Inicié mis estudios de educación primaria en el Colegio Francia. Esta escuela forma parte del sistema del “Lycée” un tanto cuanto complejo, el cual garantiza que sin importar el país donde las familias francesas vivan, sus hijos siempre tendrán la misma calidad de educación como si estuvieran de vuelta en Francia. La mayoría de los maestros eran, expatriados franceses, maestros contratados directamente en Francia o bien jóvenes franceses cumpliendo con el servicio militar y cumpliendo con servicio a la comunidad en el extranjero. Recuerdo mi primer día ahí con un terror espeluznante.
Brian y yo, muy elegantes con nuestro uniforme del Colegio Francia. |
La sección francesa tenía un gran patio justo al centro, con montones de niños de todos los diferentes grados de primaria, todos de pié alrededor de este patio esperando el paso siguiente. De repente, los maestros se presentaron en esta área con un parlante gigantesco gritando los nombres de cada uno de los alumnos. Cada que nombraban a alguien, bajaban la cabeza, esto seguido por una revision de zapatos, uno trás otro, y cada cual recordando cada detalle de la libertad que solían tener escapando a todo esto. Este es uno de los momentos en que la vida que te sonreía queda atrás en cosa de segundos.
Lo maravilloso es que eramos niños, y como tales, pasábamos a otra etapa rápidamente. Una vez en el salón de clase, estaba un niño sentado a mi lado que parecía mago con lápices de colorear. Dibujó unas figuras que me parecían sorprendentes. Él miró mis dibujos con una mirada aprobatoria. Nos hicimos amigos inmediatamente. Se llamaba Gabriel Montagne. A partir de ese momento de magia artística, nació una sólida amistad, la cual dió inicio a poder quedarnos a dormir uno en casa del otro y viceversa y podernos reunir con gran frecuencia. Del otro lado de la mesa para dibujar estaba sentada una niña, Caroline, quien se sentía como en su casa en el salón, dando órdenes a todo el mundo, y Douglas, un niño muy tranquilo, a quien su madre lo obligó a entrar en el salón así estuviera llorando. Todos ellos se convirtieron en mis nuevos amigos durante el tiempo que estudié en el Lycée.
El descubrimiento de la hora de recreo fue algo especial. Cuando tocó la campana, todos nos miramos perplejos el uno al otro, luego escuchamos a los niños de los salones contiguos salir de forma apresurada y gritando de regocijo. Eran los veteranos de la escuela primaria quienes ya sabían de que se trataba.
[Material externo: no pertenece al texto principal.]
//! Path and filter utilities

use anyhow::{Context, Result, bail};
use std::path::{Path, PathBuf};

use crate::utils::config::ALLOWED_EXTENSIONS;

/// Convert absolute path to relative path from base
pub fn path_relative_to(path: &Path, base: &Path) -> Option<PathBuf> {
    path.strip_prefix(base).ok().map(|p| p.to_path_buf())
}

/// Target-root path mirroring `source`'s position under `source_root`.
pub fn mirrored_target(source: &Path, source_root: &Path, target_root: &Path) -> Option<PathBuf> {
    path_relative_to(source, source_root).map(|rel| target_root.join(rel))
}

/// True if the path's final segment ends with an allowed media extension (case-sensitive).
pub fn is_eligible(path: &Path) -> bool {
    match path.file_name() {
        Some(name) => {
            let name = name.to_string_lossy();
            ALLOWED_EXTENSIONS.iter().any(|ext| name.ends_with(ext))
        }
        None => false,
    }
}

/// Canonicalize the source root. It must exist and be a directory.
pub fn resolve_source_root(path: &Path) -> Result<PathBuf> {
    let root = path
        .canonicalize()
        .with_context(|| format!("canonicalize source root {}", path.display()))?;
    if !root.is_dir() {
        bail!("source root is not a directory: {}", root.display());
    }
    Ok(root)
}

/// Make the target root absolute. It may not exist yet; if it does, it must be a directory.
pub fn resolve_target_root(path: &Path) -> Result<PathBuf> {
    match path.canonicalize() {
        Ok(root) if root.is_dir() => Ok(root),
        Ok(root) => bail!("target root is not a directory: {}", root.display()),
        Err(_) => std::path::absolute(path)
            .with_context(|| format!("make target root absolute {}", path.display())),
    }
}
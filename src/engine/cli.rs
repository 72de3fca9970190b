//! CLI command handler: resolve roots, set up the log, run the link pipeline.

use anyhow::{Context, Result, bail};
use log::{debug, info};
use std::path::PathBuf;
use std::sync::Arc;
use std::sync::atomic::{AtomicBool, Ordering};

use crate::engine::arg_parser::Cli;
use crate::engine::report::{ConsoleReporter, Reporter};
use crate::link_tree;
use crate::utils::config::{MISSING_ROOTS_MSG, PackagePaths, WorkerConsts};
use crate::utils::{ConfigFile, load_config_file, non_empty_path, setup_logging};
use crate::{LinkOpts, Opts};

/// Read the config file when a root is missing from the command line.
/// With both roots given the file is not opened at all, so a stale or malformed file cannot block the run.
pub fn load_file_settings(cli: &Cli) -> Result<Option<ConfigFile>> {
    if cli.source.is_some() && cli.target.is_some() {
        return Ok(None);
    }
    if cli.config.is_file() {
        return load_config_file(&cli.config).map(Some);
    }
    bail!(
        "{} (no roots on the command line and config file {} not found)",
        MISSING_ROOTS_MSG,
        cli.config.display()
    )
}

/// Source and target roots: command line first, then `media_dir` / `symlink_dir` from the file.
/// Either one missing or blank is a configuration error.
pub fn resolve_roots(cli: &Cli, file: Option<&ConfigFile>) -> Result<(PathBuf, PathBuf)> {
    let source = cli
        .source
        .clone()
        .filter(|p| !p.as_os_str().is_empty())
        .or_else(|| non_empty_path(file.and_then(|f| f.media_dir.as_deref())));
    let target = cli
        .target
        .clone()
        .filter(|p| !p.as_os_str().is_empty())
        .or_else(|| non_empty_path(file.and_then(|f| f.symlink_dir.as_deref())));

    match (source, target) {
        (Some(source), Some(target)) => Ok((source, target)),
        _ => bail!("{}", MISSING_ROOTS_MSG),
    }
}

/// Build full options: command-line flags override the file, the file overrides defaults.
pub fn setup_opts(cli: &Cli, file: Option<&ConfigFile>) -> Opts {
    let num_workers = cli
        .workers
        .or_else(|| file.and_then(|f| f.workers))
        .unwrap_or(WorkerConsts::DEFAULT_WORKERS);
    let log_file = if cli.no_log_file {
        None
    } else {
        Some(
            cli.log_file
                .clone()
                .or_else(|| file.and_then(|f| f.log_file.clone()))
                .unwrap_or_else(|| PathBuf::from(PackagePaths::get().log_filename())),
        )
    };
    Opts {
        link: LinkOpts {
            num_workers,
            queue_cap: cli.queue_cap,
            parallel_walk: cli.parallel_walk,
            follow_links: cli.follow_links,
            strict: cli.strict,
            cancel: None,
        },
        verbose: cli.verbose,
        json: cli.json,
        log_file,
    }
}

/// Run one link pass. Nothing is written (not even the log) until both roots are known.
pub fn handle_run(cli: &Cli) -> Result<()> {
    let file = load_file_settings(cli)?;
    let (source, target) = resolve_roots(cli, file.as_ref())?;
    let mut opts = setup_opts(cli, file.as_ref());

    setup_logging(opts.verbose, opts.log_file.as_deref())?;
    info!("Run started");
    debug!("config file: {}", cli.config.display());

    let cancel_requested = Arc::new(AtomicBool::new(false));
    let cancel_requested_handler = Arc::clone(&cancel_requested);
    ctrlc::set_handler(move || {
        cancel_requested_handler.store(true, Ordering::Relaxed);
    })
    .context("set Ctrl+C handler")?;
    opts.link.cancel = Some(Arc::clone(&cancel_requested));

    let reporter: Arc<dyn Reporter> =
        Arc::new(ConsoleReporter::new(opts.log_file.is_some(), opts.json));
    let summary = link_tree(&source, &target, &LinkOpts::from(&opts), reporter)?;

    if opts.json {
        println!(
            "{}",
            serde_json::to_string_pretty(&summary).context("serialize summary")?
        );
    }
    if summary.cancelled {
        bail!(
            "Linking cancelled by user; {} links were created before stopping",
            summary.created
        );
    }
    Ok(())
}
Nos precipitamos levantándonos de nuestros asientos para salir rápido para unirnos a la oda a la alegría. Detrás del portón que nos apartaba de la vida real ahí era donde los gladiadores se encontraban. El patio donde habíamos estado anteriormente era de cemento y ahora se convertía en el campo de batalla. A los alumnos no se les permitía traer pelotas a la escuela, ya que estaba comprobado que era una fuente de distracción, entonces los niños más perspicaces usaban pequeñas botellas de plástico como pelotas o balones, a las autoridades no parecía importarles.
Brian y yo en nuestro jardín, Caracas, Venezuela. |
Aquí también dimos inicio a los grandes ‘clásicos’. Los chicos de las secciones francesa y venezolana se enfrentaban todos los días en torneos de 15 minutos. Después de varios partidos, empezó a establecerse una cierta camaradería no sólo con los compañeros de equipo pero también con nuestros adversarios a través del deporte, lo que es normal al tener que reunirse con el enemigo en el campo de batalla. No existía un honor más grande que el de tomar parte en estos partidos, acompañado del respeto que uno se gana. Además, con el transcurso de mis clases de español y la relación con otras personas ajenas al colegio, quienes no eran ni familiares ni el personal de la Embajada, me empecé a sentir cómodo con el idioma y decidí adoptar una nueva personalidad venezolana. De ahora en adelante, ya no se trataba más de William, el niño canadiense. Me convertí en Pancho Bickford. Todo el mundo tenía que saberlo.